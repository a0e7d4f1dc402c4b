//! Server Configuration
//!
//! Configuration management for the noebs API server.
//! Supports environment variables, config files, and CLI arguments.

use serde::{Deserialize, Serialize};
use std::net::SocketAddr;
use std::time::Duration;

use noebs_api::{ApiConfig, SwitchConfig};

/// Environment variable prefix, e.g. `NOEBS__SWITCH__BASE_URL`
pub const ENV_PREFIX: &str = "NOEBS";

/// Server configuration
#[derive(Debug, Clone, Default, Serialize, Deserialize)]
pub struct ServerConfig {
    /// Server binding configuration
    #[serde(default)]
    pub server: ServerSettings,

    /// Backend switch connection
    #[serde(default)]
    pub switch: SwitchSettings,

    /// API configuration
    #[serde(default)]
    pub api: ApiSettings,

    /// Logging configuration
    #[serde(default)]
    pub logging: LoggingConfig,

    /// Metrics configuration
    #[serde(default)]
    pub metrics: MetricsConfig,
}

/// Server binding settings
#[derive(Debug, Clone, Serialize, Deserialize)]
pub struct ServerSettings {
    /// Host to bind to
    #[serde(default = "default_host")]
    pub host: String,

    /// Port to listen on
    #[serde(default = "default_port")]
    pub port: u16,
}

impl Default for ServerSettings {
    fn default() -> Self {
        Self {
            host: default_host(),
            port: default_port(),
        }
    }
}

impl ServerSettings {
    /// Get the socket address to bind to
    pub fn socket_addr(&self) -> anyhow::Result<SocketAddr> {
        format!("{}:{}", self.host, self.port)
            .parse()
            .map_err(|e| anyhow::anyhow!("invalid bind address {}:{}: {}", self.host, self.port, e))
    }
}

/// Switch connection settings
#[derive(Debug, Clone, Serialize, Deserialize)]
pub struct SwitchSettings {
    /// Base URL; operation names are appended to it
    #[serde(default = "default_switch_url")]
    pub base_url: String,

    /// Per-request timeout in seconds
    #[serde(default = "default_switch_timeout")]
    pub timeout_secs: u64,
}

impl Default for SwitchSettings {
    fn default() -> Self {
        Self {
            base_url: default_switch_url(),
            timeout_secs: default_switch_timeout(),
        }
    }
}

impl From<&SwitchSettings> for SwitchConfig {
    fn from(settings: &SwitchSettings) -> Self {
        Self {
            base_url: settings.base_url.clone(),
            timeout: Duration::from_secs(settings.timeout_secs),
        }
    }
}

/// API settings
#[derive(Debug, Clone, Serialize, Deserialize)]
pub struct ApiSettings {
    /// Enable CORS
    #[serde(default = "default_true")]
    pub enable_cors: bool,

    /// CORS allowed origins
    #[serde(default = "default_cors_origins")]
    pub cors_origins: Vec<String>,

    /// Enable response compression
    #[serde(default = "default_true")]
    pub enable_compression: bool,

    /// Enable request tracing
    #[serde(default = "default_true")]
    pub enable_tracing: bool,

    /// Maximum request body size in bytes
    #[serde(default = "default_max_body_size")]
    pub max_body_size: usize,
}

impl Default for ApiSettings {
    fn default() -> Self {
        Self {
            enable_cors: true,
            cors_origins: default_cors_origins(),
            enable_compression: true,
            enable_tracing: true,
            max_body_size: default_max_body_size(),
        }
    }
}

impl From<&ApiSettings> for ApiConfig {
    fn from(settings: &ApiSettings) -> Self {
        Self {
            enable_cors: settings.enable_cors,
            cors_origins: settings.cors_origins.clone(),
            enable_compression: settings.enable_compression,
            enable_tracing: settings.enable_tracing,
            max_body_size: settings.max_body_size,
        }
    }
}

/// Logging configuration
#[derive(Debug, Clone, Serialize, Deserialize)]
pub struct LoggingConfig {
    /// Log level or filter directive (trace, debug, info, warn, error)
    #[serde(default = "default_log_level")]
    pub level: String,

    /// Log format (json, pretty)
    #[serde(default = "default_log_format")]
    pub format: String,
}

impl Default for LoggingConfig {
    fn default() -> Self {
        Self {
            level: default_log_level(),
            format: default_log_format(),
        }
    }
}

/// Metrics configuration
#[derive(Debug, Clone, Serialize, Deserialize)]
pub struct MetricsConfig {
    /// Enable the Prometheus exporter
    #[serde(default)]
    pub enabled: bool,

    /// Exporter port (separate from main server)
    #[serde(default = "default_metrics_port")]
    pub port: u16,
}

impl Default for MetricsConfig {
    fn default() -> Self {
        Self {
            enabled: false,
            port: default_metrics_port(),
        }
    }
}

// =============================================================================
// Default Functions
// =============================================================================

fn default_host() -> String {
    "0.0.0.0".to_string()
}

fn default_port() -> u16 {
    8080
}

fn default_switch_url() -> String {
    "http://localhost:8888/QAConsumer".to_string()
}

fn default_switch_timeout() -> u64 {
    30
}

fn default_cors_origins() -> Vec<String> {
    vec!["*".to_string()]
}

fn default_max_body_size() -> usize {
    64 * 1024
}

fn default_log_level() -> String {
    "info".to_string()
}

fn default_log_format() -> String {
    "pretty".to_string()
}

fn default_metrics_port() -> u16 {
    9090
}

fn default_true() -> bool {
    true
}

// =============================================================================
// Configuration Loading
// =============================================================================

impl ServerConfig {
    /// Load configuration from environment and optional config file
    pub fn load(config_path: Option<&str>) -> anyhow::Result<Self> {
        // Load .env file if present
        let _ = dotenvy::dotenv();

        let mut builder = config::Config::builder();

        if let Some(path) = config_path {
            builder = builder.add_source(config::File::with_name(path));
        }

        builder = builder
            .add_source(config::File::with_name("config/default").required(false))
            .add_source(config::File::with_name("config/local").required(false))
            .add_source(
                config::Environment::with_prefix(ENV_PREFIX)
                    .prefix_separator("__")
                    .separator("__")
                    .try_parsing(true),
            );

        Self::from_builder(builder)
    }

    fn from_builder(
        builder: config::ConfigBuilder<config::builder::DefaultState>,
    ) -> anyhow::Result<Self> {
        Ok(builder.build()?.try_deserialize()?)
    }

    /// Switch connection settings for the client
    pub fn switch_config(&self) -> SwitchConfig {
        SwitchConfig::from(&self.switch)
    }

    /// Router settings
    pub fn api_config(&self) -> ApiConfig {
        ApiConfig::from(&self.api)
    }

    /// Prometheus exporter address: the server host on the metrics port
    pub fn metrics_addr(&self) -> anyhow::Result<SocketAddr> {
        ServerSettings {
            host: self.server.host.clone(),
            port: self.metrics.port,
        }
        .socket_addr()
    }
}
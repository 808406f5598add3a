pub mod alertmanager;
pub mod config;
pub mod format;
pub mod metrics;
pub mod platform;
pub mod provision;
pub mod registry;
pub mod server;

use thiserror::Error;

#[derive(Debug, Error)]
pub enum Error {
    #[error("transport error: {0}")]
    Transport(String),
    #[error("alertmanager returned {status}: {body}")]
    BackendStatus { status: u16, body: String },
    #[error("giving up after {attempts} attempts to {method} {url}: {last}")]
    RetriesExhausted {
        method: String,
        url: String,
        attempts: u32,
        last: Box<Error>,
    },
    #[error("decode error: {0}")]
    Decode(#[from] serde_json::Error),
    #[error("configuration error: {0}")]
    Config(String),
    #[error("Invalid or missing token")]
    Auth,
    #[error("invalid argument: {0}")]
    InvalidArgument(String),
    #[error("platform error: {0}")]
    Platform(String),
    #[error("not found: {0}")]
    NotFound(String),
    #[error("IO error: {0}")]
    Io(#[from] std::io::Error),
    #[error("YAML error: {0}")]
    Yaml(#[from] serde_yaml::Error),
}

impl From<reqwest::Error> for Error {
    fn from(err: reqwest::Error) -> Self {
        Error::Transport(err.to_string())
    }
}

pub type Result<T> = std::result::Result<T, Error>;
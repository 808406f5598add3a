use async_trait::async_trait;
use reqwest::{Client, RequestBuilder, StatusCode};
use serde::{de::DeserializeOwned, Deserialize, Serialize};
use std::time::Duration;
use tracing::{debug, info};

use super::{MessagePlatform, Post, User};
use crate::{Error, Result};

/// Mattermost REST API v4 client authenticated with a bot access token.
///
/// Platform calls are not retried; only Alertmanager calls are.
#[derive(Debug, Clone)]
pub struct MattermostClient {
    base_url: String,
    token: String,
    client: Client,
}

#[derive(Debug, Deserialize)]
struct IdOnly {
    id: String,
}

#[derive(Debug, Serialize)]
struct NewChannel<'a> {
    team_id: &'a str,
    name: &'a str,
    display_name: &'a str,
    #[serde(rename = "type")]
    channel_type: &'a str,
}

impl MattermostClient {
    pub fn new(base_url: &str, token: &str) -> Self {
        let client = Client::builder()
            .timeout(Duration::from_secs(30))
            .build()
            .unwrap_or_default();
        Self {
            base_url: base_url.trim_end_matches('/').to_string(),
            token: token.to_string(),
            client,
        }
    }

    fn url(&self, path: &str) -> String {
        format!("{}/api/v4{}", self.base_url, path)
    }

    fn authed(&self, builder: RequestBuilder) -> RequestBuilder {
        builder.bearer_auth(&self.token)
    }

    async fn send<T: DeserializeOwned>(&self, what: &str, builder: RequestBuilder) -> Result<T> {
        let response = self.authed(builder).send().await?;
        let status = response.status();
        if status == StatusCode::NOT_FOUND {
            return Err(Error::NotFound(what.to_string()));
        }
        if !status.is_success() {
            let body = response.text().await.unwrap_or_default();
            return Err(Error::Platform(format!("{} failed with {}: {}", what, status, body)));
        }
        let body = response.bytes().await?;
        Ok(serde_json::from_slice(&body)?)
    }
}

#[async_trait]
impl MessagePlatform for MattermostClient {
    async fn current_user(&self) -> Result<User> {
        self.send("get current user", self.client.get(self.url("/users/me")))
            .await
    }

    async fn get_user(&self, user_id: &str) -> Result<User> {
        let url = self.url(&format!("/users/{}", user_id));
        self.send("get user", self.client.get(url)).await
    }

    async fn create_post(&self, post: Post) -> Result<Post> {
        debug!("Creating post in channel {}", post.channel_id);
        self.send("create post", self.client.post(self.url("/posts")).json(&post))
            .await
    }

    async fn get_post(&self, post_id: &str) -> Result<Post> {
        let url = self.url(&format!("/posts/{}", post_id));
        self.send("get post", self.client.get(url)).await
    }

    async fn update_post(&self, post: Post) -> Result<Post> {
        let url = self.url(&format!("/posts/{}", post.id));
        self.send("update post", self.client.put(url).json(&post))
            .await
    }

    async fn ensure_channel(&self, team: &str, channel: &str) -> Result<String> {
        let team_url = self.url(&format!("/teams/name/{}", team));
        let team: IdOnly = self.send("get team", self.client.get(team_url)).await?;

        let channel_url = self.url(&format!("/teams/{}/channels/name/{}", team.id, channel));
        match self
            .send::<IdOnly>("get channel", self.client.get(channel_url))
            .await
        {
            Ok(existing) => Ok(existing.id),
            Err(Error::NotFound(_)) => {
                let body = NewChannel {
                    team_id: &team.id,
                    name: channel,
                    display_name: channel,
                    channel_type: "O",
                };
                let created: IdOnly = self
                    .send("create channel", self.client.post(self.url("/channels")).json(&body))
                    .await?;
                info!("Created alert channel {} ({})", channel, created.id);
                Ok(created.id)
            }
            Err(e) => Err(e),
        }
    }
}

◆ ◆ ◆ ◆ ◆

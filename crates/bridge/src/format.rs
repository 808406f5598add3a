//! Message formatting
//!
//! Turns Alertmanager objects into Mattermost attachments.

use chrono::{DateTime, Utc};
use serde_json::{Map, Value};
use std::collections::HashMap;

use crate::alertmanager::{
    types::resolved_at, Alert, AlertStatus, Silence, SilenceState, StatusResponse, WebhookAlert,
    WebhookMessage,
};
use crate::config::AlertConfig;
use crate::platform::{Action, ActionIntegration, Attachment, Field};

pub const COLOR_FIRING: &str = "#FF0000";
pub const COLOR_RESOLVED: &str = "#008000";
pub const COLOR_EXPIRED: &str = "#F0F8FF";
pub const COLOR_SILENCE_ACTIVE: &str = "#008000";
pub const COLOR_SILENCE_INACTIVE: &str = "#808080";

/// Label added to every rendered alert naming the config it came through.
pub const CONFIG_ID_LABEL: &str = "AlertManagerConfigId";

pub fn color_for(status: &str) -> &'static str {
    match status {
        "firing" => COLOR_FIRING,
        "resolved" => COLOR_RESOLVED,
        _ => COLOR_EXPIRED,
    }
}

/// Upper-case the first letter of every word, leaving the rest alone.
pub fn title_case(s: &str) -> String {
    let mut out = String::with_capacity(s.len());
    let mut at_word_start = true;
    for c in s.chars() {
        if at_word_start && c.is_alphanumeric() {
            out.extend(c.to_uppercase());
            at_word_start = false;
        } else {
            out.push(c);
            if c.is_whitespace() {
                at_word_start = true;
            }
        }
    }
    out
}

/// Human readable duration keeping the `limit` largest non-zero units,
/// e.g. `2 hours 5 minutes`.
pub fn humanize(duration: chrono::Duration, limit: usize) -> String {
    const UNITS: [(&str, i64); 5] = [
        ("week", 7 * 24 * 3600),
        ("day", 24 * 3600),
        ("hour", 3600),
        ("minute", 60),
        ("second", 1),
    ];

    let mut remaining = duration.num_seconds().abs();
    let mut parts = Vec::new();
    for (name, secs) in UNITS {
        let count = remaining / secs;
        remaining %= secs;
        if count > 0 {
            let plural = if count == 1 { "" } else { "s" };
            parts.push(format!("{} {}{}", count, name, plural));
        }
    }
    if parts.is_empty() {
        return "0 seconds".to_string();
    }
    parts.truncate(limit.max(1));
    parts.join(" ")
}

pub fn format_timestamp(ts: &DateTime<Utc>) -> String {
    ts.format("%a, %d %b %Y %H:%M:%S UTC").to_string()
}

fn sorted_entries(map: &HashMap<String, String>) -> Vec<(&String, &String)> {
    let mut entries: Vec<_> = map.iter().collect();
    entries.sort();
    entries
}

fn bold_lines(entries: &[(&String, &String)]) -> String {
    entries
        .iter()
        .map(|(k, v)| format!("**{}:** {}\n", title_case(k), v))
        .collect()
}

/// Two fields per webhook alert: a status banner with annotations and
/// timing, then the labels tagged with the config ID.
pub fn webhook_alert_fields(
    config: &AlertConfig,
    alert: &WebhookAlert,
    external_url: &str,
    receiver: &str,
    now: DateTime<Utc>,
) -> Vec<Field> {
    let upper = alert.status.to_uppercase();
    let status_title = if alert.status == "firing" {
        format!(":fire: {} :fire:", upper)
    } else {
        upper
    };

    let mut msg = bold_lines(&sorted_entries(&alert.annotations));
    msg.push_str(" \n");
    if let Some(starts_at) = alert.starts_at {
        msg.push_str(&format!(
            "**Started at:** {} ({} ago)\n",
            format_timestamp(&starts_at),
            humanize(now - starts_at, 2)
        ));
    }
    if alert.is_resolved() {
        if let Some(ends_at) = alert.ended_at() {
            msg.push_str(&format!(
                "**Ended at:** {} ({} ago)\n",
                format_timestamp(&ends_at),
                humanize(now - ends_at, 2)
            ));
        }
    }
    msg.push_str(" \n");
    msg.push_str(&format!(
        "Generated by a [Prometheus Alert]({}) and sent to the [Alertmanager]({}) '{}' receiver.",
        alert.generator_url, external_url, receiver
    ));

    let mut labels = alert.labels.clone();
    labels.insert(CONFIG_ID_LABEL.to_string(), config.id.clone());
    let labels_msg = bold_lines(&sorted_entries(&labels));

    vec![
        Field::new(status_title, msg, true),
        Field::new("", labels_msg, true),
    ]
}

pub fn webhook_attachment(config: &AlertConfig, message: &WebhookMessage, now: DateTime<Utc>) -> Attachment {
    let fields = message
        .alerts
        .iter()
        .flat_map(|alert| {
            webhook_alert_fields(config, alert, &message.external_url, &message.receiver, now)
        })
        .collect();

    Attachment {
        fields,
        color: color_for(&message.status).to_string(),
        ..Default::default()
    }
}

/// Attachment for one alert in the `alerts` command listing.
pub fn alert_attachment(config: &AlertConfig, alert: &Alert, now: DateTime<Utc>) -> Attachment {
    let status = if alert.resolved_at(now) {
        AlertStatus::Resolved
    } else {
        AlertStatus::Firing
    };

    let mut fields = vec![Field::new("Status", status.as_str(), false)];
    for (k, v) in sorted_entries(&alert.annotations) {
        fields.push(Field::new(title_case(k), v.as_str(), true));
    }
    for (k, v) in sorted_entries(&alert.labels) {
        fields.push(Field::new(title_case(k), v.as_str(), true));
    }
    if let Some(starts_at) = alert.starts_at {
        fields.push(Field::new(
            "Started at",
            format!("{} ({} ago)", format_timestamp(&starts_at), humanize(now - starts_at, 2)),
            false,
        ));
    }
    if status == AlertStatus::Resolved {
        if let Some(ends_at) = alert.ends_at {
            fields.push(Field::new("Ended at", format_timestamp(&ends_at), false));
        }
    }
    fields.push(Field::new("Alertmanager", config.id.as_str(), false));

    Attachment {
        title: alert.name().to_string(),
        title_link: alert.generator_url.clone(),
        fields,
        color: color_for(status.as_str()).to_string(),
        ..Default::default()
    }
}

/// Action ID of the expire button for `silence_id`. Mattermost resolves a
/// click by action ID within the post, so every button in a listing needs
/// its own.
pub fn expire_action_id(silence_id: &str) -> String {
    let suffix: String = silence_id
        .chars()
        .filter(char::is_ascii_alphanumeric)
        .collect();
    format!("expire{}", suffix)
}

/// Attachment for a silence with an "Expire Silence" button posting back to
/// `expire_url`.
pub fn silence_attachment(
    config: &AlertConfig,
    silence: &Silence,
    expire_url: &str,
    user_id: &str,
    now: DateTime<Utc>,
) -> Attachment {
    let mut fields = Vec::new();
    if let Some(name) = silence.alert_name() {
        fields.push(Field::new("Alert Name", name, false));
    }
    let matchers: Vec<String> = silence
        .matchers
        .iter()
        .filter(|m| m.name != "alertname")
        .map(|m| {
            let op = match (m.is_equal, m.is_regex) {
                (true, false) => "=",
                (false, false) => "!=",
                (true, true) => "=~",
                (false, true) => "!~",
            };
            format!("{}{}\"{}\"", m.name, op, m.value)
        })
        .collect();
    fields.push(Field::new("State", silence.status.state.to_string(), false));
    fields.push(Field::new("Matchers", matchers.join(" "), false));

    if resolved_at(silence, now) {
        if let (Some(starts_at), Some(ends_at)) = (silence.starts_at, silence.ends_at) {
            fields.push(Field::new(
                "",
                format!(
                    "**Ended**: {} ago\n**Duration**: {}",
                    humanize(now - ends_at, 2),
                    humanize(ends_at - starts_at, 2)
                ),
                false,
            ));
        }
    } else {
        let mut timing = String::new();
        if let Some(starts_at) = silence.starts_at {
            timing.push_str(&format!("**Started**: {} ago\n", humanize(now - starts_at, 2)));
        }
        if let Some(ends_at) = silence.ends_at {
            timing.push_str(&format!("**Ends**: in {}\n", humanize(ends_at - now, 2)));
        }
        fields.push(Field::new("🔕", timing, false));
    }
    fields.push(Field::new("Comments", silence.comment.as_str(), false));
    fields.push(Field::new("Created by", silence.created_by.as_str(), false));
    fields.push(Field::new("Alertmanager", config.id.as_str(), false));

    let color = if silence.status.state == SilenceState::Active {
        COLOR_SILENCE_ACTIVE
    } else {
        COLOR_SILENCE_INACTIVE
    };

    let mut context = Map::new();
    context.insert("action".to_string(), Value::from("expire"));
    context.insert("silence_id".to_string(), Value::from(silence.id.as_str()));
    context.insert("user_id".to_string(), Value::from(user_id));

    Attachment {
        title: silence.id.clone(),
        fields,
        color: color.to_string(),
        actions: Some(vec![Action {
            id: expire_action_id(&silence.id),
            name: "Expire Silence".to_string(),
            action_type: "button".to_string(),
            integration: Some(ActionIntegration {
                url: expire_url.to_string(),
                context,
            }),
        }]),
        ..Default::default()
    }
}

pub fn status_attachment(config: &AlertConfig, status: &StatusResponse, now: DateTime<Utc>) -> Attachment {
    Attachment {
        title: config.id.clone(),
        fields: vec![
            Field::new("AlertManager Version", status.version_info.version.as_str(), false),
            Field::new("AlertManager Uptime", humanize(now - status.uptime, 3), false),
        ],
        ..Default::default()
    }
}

◆ ◆ ◆ ◆ ◆

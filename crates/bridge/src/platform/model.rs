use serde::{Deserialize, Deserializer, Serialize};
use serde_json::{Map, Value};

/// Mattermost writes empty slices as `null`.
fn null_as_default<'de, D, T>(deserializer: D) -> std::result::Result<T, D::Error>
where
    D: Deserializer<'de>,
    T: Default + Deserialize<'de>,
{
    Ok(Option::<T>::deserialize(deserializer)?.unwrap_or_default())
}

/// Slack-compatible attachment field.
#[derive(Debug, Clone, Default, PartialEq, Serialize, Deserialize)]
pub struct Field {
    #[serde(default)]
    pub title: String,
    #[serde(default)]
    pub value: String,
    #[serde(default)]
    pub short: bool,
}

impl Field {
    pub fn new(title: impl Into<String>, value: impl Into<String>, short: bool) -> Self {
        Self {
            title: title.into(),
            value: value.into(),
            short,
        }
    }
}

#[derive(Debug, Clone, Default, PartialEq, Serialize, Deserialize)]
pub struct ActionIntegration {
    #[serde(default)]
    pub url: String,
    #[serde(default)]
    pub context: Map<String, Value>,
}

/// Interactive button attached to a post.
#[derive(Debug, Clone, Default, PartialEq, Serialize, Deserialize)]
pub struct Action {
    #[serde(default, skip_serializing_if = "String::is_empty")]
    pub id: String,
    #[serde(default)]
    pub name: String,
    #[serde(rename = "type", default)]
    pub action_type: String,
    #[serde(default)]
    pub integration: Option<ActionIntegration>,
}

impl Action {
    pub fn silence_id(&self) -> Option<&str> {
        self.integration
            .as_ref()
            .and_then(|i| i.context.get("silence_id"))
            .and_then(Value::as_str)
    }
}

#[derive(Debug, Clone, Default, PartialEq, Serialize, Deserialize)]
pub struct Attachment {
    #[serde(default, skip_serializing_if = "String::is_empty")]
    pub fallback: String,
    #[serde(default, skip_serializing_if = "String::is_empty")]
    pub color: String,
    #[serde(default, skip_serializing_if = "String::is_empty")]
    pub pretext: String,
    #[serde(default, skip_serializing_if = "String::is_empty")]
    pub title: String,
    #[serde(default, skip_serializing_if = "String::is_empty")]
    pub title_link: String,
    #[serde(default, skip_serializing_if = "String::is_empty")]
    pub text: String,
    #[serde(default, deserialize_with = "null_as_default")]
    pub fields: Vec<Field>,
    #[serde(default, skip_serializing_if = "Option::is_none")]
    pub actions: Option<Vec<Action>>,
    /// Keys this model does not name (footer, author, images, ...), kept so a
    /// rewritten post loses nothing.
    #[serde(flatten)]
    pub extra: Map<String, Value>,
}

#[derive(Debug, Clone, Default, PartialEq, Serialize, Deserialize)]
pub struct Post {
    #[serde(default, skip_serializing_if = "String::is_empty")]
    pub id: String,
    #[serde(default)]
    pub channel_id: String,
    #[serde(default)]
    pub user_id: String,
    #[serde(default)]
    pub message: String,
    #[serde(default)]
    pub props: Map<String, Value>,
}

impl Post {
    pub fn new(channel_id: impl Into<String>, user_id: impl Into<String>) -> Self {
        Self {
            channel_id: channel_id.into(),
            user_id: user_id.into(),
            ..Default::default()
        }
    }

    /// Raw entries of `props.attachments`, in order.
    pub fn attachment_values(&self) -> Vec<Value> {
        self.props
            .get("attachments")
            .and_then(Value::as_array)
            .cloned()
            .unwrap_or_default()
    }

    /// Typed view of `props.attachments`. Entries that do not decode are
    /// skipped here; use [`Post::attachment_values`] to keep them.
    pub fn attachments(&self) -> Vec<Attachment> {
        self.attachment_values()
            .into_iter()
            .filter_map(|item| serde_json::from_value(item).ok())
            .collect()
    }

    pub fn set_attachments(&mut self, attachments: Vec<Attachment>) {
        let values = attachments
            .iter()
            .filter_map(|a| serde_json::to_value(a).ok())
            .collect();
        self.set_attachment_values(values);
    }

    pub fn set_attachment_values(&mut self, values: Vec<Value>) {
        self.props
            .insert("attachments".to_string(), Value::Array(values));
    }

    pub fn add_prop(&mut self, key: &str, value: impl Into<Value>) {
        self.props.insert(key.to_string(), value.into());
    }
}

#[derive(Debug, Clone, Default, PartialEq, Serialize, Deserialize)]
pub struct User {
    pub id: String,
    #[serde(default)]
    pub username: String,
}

◆ ◆ ◆ ◆ ◆

- [What is being asked]: Send back exactly the lines of the listing above starting at the one with "repository a0e7d4f1dc402c4b" and ending at the one with "pub struct ServerConfig", inclusive, and no others.

- [Response area]:
repository a0e7d4f1dc402c4b
//! Server Configuration
//!
//! Configuration management for the noebs API server.
//! Supports environment variables, config files, and CLI arguments.

use serde::{Deserialize, Serialize};
use std::net::SocketAddr;
use std::time::Duration;

use noebs_api::{ApiConfig, SwitchConfig};

/// Environment variable prefix, e.g. `NOEBS__SWITCH__BASE_URL`
pub const ENV_PREFIX: &str = "NOEBS";

/// Server configuration
#[derive(Debug, Clone, Default, Serialize, Deserialize)]
pub struct ServerConfig {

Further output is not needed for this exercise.